La mort, la faute et l’absurde, voilà les trois formes principales
que prend ce que Tillich appelle le « non-être »,
par quoi il faut entendre non pas le vide, le manque, ou l’absence
d’être, mais ce qui agresse notre être et essaie de
le dégrader avant de le détruire.
Et pourtant, nous vivons ; jour après jour, nous
affrontons ces forces négatives, nous leur résistons,
nous ne les laissons pas nous submerger. Vivre demande du courage, le
courage de ne pas s’abandonner, de ne pas démissionner,
d’aller de l’avant, ce que Tillich appelle « le courage
d’être ». D’où vient ce courage ? Pas de
nous-mêmes et pas non plus de la collectivité. L’individualité
et la communauté ne sont certes pas négligeables et nous
puisons en elles des ressources, mais elles sont limitées et
insuffisantes.
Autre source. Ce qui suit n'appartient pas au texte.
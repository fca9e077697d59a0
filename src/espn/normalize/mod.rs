//! Entity normalizers: raw payload fragments in, typed optional records out.
//!
//! Every function here accepts an arbitrary `serde_json::Value` and never
//! panics. A container that is not an object yields `None` (or a default
//! skeleton where the caller expects a non-null shape, like [`TeamMeta`]).
//!
//! [`TeamMeta`]: crate::espn::types::TeamMeta

pub mod event;
pub mod player;
pub mod record;
pub mod team;

pub use event::{first_schedule_event, normalize_next_event, normalize_schedule_event};
pub use player::{normalize_injury, normalize_player};
pub use record::{extract_record_stats, normalize_record_stats, parse_team_record};
pub use team::normalize_team_meta;
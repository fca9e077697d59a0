//! Shared command plumbing: team resolution and snapshot loading.

use reqwest::Client;

use crate::cache::{now_millis, CachedRoster, SnapshotKey, SNAPSHOT_CACHE};
use crate::cli::types::TeamId;
use crate::error::{Result, RosterError};
use crate::espn::http;
use crate::espn::normalize::first_schedule_event;
use crate::espn::parse::parse_roster;
use crate::espn::types::RosterSnapshot;
use crate::TEAM_ID_ENV_VAR;

/// Resolve the team id from the CLI flag, falling back to the environment.
pub fn resolve_team_id(team_id: Option<TeamId>) -> Result<TeamId> {
    if let Some(id) = team_id {
        return Ok(id);
    }

    match std::env::var(TEAM_ID_ENV_VAR) {
        Ok(value) if !value.trim().is_empty() => Ok(TeamId::new(value.trim())),
        _ => Err(RosterError::MissingTeamId {
            env_var: TEAM_ID_ENV_VAR.to_string(),
        }),
    }
}

/// Fully resolved team selector.
pub struct TeamTarget {
    pub sport: String,
    pub league: String,
    pub team_id: TeamId,
}

impl TeamTarget {
    fn key(&self) -> SnapshotKey {
        SnapshotKey::new(&self.sport, &self.league, self.team_id.as_str())
    }
}

/// Where a snapshot came from; cached sources carry their write stamp so the
/// staleness notice can say how old the data is.
#[derive(Debug, Clone, Copy, PartialEq, Eq)]
pub enum SnapshotSource {
    Fresh,
    Cached { updated_at: i64 },
    Offline { updated_at: i64 },
}

/// Fetch once, fall back to the cache.
///
/// The fetch path parses the team document, supplements a missing next event
/// from the schedule endpoint, and writes the snapshot through the cache. A
/// failed fetch with a usable snapshot degrades to stale data; with no
/// snapshot the fetch error surfaces as-is.
pub async fn load_snapshot(
    target: &TeamTarget,
    offline: bool,
) -> Result<(RosterSnapshot, SnapshotSource)> {
    let key = target.key();

    if offline {
        let cached = SNAPSHOT_CACHE.get(&key).ok_or_else(|| RosterError::Cache {
            message: format!("no local snapshot for team {}", target.team_id),
        })?;
        let updated_at = cached.updated_at;
        println!(
            "Using local snapshot from {} ago...",
            describe_age(updated_at)
        );
        return Ok((cached.into_snapshot(), SnapshotSource::Offline { updated_at }));
    }

    println!(
        "Fetching {} data from ESPN ({}/{})...",
        target.team_id, target.sport, target.league
    );

    let client = Client::new();
    let fetched = http::get_team(&client, &target.sport, &target.league, target.team_id.as_str())
        .await
        .and_then(|payload| {
            if payload.get("team").is_some() {
                Ok(payload)
            } else {
                Err(RosterError::NoData)
            }
        });

    match fetched {
        Ok(payload) => {
            let mut snapshot = parse_roster(&payload);

            if snapshot.meta.next_event.is_none() {
                match http::get_team_schedule(
                    &client,
                    &target.sport,
                    &target.league,
                    target.team_id.as_str(),
                )
                .await
                {
                    Ok(schedule) => {
                        snapshot.meta.next_event =
                            first_schedule_event(&schedule, Some(target.team_id.as_str()));
                    }
                    Err(err) => log::debug!("schedule fetch failed: {err}"),
                }
            }

            SNAPSHOT_CACHE.put(key, CachedRoster::from_snapshot(&snapshot, now_millis()));
            Ok((snapshot, SnapshotSource::Fresh))
        }
        Err(err) => {
            log::warn!("team fetch failed: {err}");
            match SNAPSHOT_CACHE.get(&key) {
                Some(cached) => {
                    let updated_at = cached.updated_at;
                    println!(
                        "⚠ ESPN unreachable; showing cached data from {} ago",
                        describe_age(updated_at)
                    );
                    Ok((cached.into_snapshot(), SnapshotSource::Cached { updated_at }))
                }
                None => Err(err),
            }
        }
    }
}

/// Rough human-readable age of a snapshot stamp.
pub fn describe_age(updated_at: i64) -> String {
    let elapsed_ms = (now_millis() - updated_at).max(0);
    let minutes = elapsed_ms / 60_000;
    if minutes < 1 {
        "moments".to_string()
    } else if minutes < 60 {
        format!("{} min", minutes)
    } else if minutes < 60 * 24 {
        format!("{} h", minutes / 60)
    } else {
        format!("{} days", minutes / (60 * 24))
    }
}
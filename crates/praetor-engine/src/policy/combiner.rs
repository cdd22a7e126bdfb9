//! Deny-overrides rule combining for a single `(resource, action)` pair.

use std::collections::BTreeSet;
use std::sync::Arc;

use praetor_core::expr::Activation;
use praetor_core::model::{ActionResult, Effect, ResourcePolicy};

use super::roles_intersect;
use crate::evaluator::Evaluator;

/// Per-request inputs shared by every action of one check.
pub struct RuleInputs<'a> {
    pub principal_roles: &'a BTreeSet<String>,
    pub derived_roles: &'a BTreeSet<String>,
    pub activation: &'a Activation,
}

/// Decide one action.
///
/// Starts from deny. The first matching `Deny` rule returns immediately; a
/// matching `Allow` is remembered and scanning continues so a later deny still
/// wins. With no match at all the result is the default deny.
pub fn decide_action(
    action: &str,
    policies: &[Arc<ResourcePolicy>],
    inputs: &RuleInputs<'_>,
    evaluator: &Evaluator,
) -> ActionResult {
    let derived: Vec<String> = inputs.derived_roles.iter().cloned().collect();
    let mut allowed_by: Option<(&str, &str)> = None;

    for policy in policies {
        for rule in &policy.rules {
            if !rule.covers_action(action) {
                continue;
            }
            if let Some(roles) = &rule.roles {
                if !roles_intersect(roles, inputs.principal_roles) {
                    continue;
                }
            }
            if let Some(roles) = &rule.derived_roles {
                if !roles_intersect(roles, inputs.derived_roles) {
                    continue;
                }
            }
            if let Some(cond) = &rule.condition {
                if !evaluator.evaluate_boolean(cond, inputs.activation) {
                    continue;
                }
            }

            match rule.effect {
                Effect::Deny => {
                    return ActionResult {
                        effect: Effect::Deny,
                        matched_policy: Some(policy.name.clone()),
                        matched_rule: Some(rule.name.clone()),
                        effective_derived_roles: derived,
                    };
                }
                Effect::Allow => {
                    if allowed_by.is_none() {
                        allowed_by = Some((policy.name.as_str(), rule.name.as_str()));
                    }
                }
            }
        }
    }

    match allowed_by {
        Some((policy, rule)) => ActionResult {
            effect: Effect::Allow,
            matched_policy: Some(policy.to_string()),
            matched_rule: Some(rule.to_string()),
            effective_derived_roles: derived,
        },
        None => ActionResult::default_deny(derived),
    }
}
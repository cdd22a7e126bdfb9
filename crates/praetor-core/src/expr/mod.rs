//! Condition expression language.
//!
//! A small, side-effect-free CEL subset. Sources are compiled once into a
//! [`Program`] (name and arity checks, literal regex compilation, size and depth
//! limits) and then evaluated against an [`Activation`] any number of times.

mod activation;
mod eval;
mod functions;
mod lexer;
mod parser;

pub use activation::Activation;
pub use functions::Builtin;
pub use parser::{BinaryOp, Expr, Root, UnaryOp};

use crate::error::ExprError;
use crate::value::Value;

/// Compile and evaluation limits.
#[derive(Debug, Clone, Copy, PartialEq, Eq)]
pub struct Limits {
    /// Maximum source length in bytes.
    pub max_len: usize,
    /// Maximum AST nesting depth.
    pub max_depth: usize,
    /// Evaluation step budget per call.
    pub max_steps: usize,
    /// Compiled size limit for `matches()` patterns.
    pub regex_size_limit: usize,
}

impl Default for Limits {
    fn default() -> Self {
        Self {
            max_len: 4096,
            max_depth: 64,
            max_steps: 10_000,
            regex_size_limit: 1 << 20,
        }
    }
}

/// A compiled, immutable expression.
#[derive(Debug)]
pub struct Program {
    source: String,
    expr: Expr,
    uses_now: bool,
}

impl Program {
    pub fn source(&self) -> &str {
        &self.source
    }

    pub fn expr(&self) -> &Expr {
        &self.expr
    }

    /// Whether the result may depend on the evaluation timestamp.
    pub fn uses_now(&self) -> bool {
        self.uses_now
    }

    pub fn evaluate(&self, act: &Activation, limits: &Limits) -> Result<Value, ExprError> {
        let mut interp = eval::Interp::new(act, limits.max_steps, limits.regex_size_limit);
        interp.eval(&self.expr).map(|v| v.into_owned())
    }

    /// Evaluate and require a boolean result.
    pub fn evaluate_bool(&self, act: &Activation, limits: &Limits) -> Result<bool, ExprError> {
        match self.evaluate(act, limits)? {
            Value::Bool(b) => Ok(b),
            other => Err(ExprError::type_mismatch(format!(
                "condition must evaluate to bool, got {}",
                other.type_name()
            ))),
        }
    }
}

/// Compile an expression source.
pub fn compile(source: &str, limits: &Limits) -> Result<Program, ExprError> {
    if source.trim().is_empty() {
        return Err(ExprError::parse("empty expression"));
    }
    if source.len() > limits.max_len {
        return Err(ExprError::parse(format!(
            "expression length {} exceeds limit {}",
            source.len(),
            limits.max_len
        )));
    }

    let tokens = lexer::tokenize(source)?;
    let mut parser = parser::Parser::new(tokens, limits.max_depth, limits.regex_size_limit);
    let expr = parser.parse()?;

    // Method chains and operator runs are flat in the parser but deep in the tree.
    let height = expr.height();
    if height > limits.max_depth {
        return Err(ExprError::parse(format!(
            "expression nesting {height} exceeds limit {}",
            limits.max_depth
        )));
    }

    Ok(Program {
        source: source.to_string(),
        expr,
        uses_now: parser.uses_now,
    })
}

#[cfg(test)]
mod tests {
    #![allow(clippy::unwrap_used, clippy::panic)]

    use chrono::{TimeZone, Utc};

    use super::*;
    use crate::error::ExprErrorKind;
    use crate::model::{CheckRequest, Principal, Resource};

    fn act() -> Activation {
        let principal = Principal::new("alice")
            .with_role("user")
            .with_attr("department", "engineering")
            .with_attr("level", 3i64);
        let resource = Resource::new("document", "doc-1")
            .with_attr("ownerId", "alice")
            .with_attr("tags", vec!["a", "b"]);
        let req = CheckRequest::new(principal, resource, ["view"]);
        Activation::new(&req, Utc.with_ymd_and_hms(2026, 3, 14, 9, 30, 0).unwrap())
    }

    fn eval(src: &str) -> Result<Value, ExprError> {
        compile(src, &Limits::default())?.evaluate(&act(), &Limits::default())
    }

    #[test]
    fn owner_and_attribute_access() {
        assert_eq!(eval("resource.attr.ownerId == principal.id").unwrap(), Value::Bool(true));
        assert_eq!(eval("resource.ownerId == principal.id").unwrap(), Value::Bool(true));
        assert_eq!(eval("request.principal.attr.level > 2").unwrap(), Value::Bool(true));
        assert_eq!(eval("'user' in principal.roles").unwrap(), Value::Bool(true));
        assert_eq!(eval("resource.attr.tags[1]").unwrap(), Value::from("b"));
    }

    #[test]
    fn missing_attribute_is_evaluation_error() {
        let err = eval("resource.attr.missing == 1").unwrap_err();
        assert_eq!(err.kind, ExprErrorKind::Evaluation);
        assert_eq!(eval("has(resource.attr.missing)").unwrap(), Value::Bool(false));
    }

    #[test]
    fn short_circuit_skips_errors() {
        assert_eq!(eval("false && resource.attr.missing").unwrap(), Value::Bool(false));
        assert_eq!(eval("true || resource.attr.missing").unwrap(), Value::Bool(true));
        assert_eq!(eval("1 && true").unwrap_err().kind, ExprErrorKind::Type);
    }

    #[test]
    fn arithmetic_rules() {
        assert_eq!(eval("7 / 2").unwrap(), Value::Int(3));
        assert_eq!(eval("7 % 4 + 1").unwrap(), Value::Int(4));
        assert_eq!(eval("1 + 0.5").unwrap(), Value::Double(1.5));
        assert_eq!(eval("'a' + 'b'").unwrap(), Value::from("ab"));
        assert_eq!(eval("1 / 0").unwrap_err().kind, ExprErrorKind::Evaluation);
        assert_eq!(eval("9223372036854775807 + 1").unwrap_err().kind, ExprErrorKind::Evaluation);
        assert_eq!(eval("'a' + 1").unwrap_err().kind, ExprErrorKind::Type);
    }

    #[test]
    fn time_builtins_use_injected_now() {
        assert_eq!(eval("now().getHours()").unwrap(), Value::Int(9));
        assert_eq!(eval("now.getFullYear()").unwrap(), Value::Int(2026));
        assert_eq!(
            eval("now() - timestamp('2026-03-14T08:30:00Z') == duration('1h')").unwrap(),
            Value::Bool(true)
        );
    }

    #[test]
    fn uses_now_is_tracked() {
        let limits = Limits::default();
        assert!(compile("now().getHours() < 17", &limits).unwrap().uses_now());
        assert!(compile("now.getHours() < 17", &limits).unwrap().uses_now());
        assert!(!compile("principal.id == 'x'", &limits).unwrap().uses_now());
    }

    #[test]
    fn non_bool_condition_is_type_error() {
        let limits = Limits::default();
        let prog = compile("principal.id", &limits).unwrap();
        assert_eq!(prog.evaluate_bool(&act(), &limits).unwrap_err().kind, ExprErrorKind::Type);
    }

    #[test]
    fn limits_are_enforced() {
        let limits = Limits { max_len: 16, ..Limits::default() };
        assert_eq!(
            compile("principal.id == 'abcdefgh'", &limits).unwrap_err().kind,
            ExprErrorKind::Parse
        );

        let chain = vec!["1"; 100].join(" + ");
        assert_eq!(compile(&chain, &Limits::default()).unwrap_err().kind, ExprErrorKind::Parse);

        let limits = Limits { max_steps: 5, ..Limits::default() };
        let prog = compile("1 + 1 + 1 + 1 + 1 == 5", &limits).unwrap();
        assert_eq!(prog.evaluate(&act(), &limits).unwrap_err().kind, ExprErrorKind::Evaluation);

        assert_eq!(compile("   ", &Limits::default()).unwrap_err().kind, ExprErrorKind::Parse);
    }

    #[test]
    fn long_operator_chain_is_rejected_not_overflowed() {
        let limits = Limits { max_len: 1_048_576, max_depth: 512, ..Limits::default() };
        let src = format!("1{}", "+1".repeat(200_000));
        assert!(src.len() <= limits.max_len);
        assert_eq!(compile(&src, &limits).unwrap_err().kind, ExprErrorKind::Parse);

        let src = format!("principal{}", ".attr".repeat(150_000));
        assert_eq!(compile(&src, &limits).unwrap_err().kind, ExprErrorKind::Parse);

        let ok = format!("1{} == 201", "+1".repeat(200));
        assert_eq!(compile(&ok, &limits).unwrap().evaluate(&act(), &limits).unwrap(), Value::Bool(true));
    }
}
//! Top-level facade crate for praetor.
//!
//! Re-exports the core model/expression types and the engine library so users
//! can depend on a single crate.

pub mod core {
    pub use praetor_core::*;
}

pub mod engine {
    pub use praetor_engine::*;
}

pub use praetor_core::model::{CheckRequest, CheckResponse, Effect, Principal, Resource};
pub use praetor_engine::{DecisionEngine, PolicyDecisionPoint};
Plus profondément, ce courage s’enracine
dans une transcendance, il vient d’ailleurs, de Dieu.
N’imaginons cependant pas, avec une religion sincère
mais simpliste, que Dieu verse en nous ce courage comme une pompe à
essence verse du carburant dans un réservoir d’automobile.
Il faut penser Dieu autrement (sinon la foi ne résistera pas),
non pas comme extérieur à nous, ni comme identique à
nous, mais comme cette puissance d’être, cette puissance
pour la vie, qui nous habite et agit en nous sans se confondre avec
nous. Il faut penser Dieu « au-dessus de Dieu » c’est-à-dire
au-delà des doctrines, des images et des rites qui servent à
l’exprimer et qui n’ont de vérité et de puissance
que si on y voit des symboles de cet Ultime qui nous dépasse,
tout en demeurant en nous.
Dans mon train en 1967, je lisais une traduction due
au Père Chapey, qui devait devenir plus tard un ami personnel
; il n’a jamais cessé de se battre, en particulier contre
la torture et pour un christianisme intelligent. En 1999, une autre
traduction (Cerf, Labor et Fides, Presses de l’Université
de Laval) a été publiée par un de mes anciens étudiant
québécois, J. P. LeMay, qui, après que la faillite
de l’entreprise où il travaillait l’ait mis sur le
pavé avec femme et enfants, a entrepris des études de
théologie qu’il a poursuivies jusqu’au doctorat. Le
courage d’être, qui en dernière analyse se confond
avec la foi, est une expérience avant d’être cette
réflexion que Tillich mène avec beaucoup de rigueur intellectuelle,
avec un sens spirituel aigu, et en s’appuyant sur une culture étendue
(le livre fourmille d’analyses historiques éclairantes et
d’allusions à la littérature et à la peinture).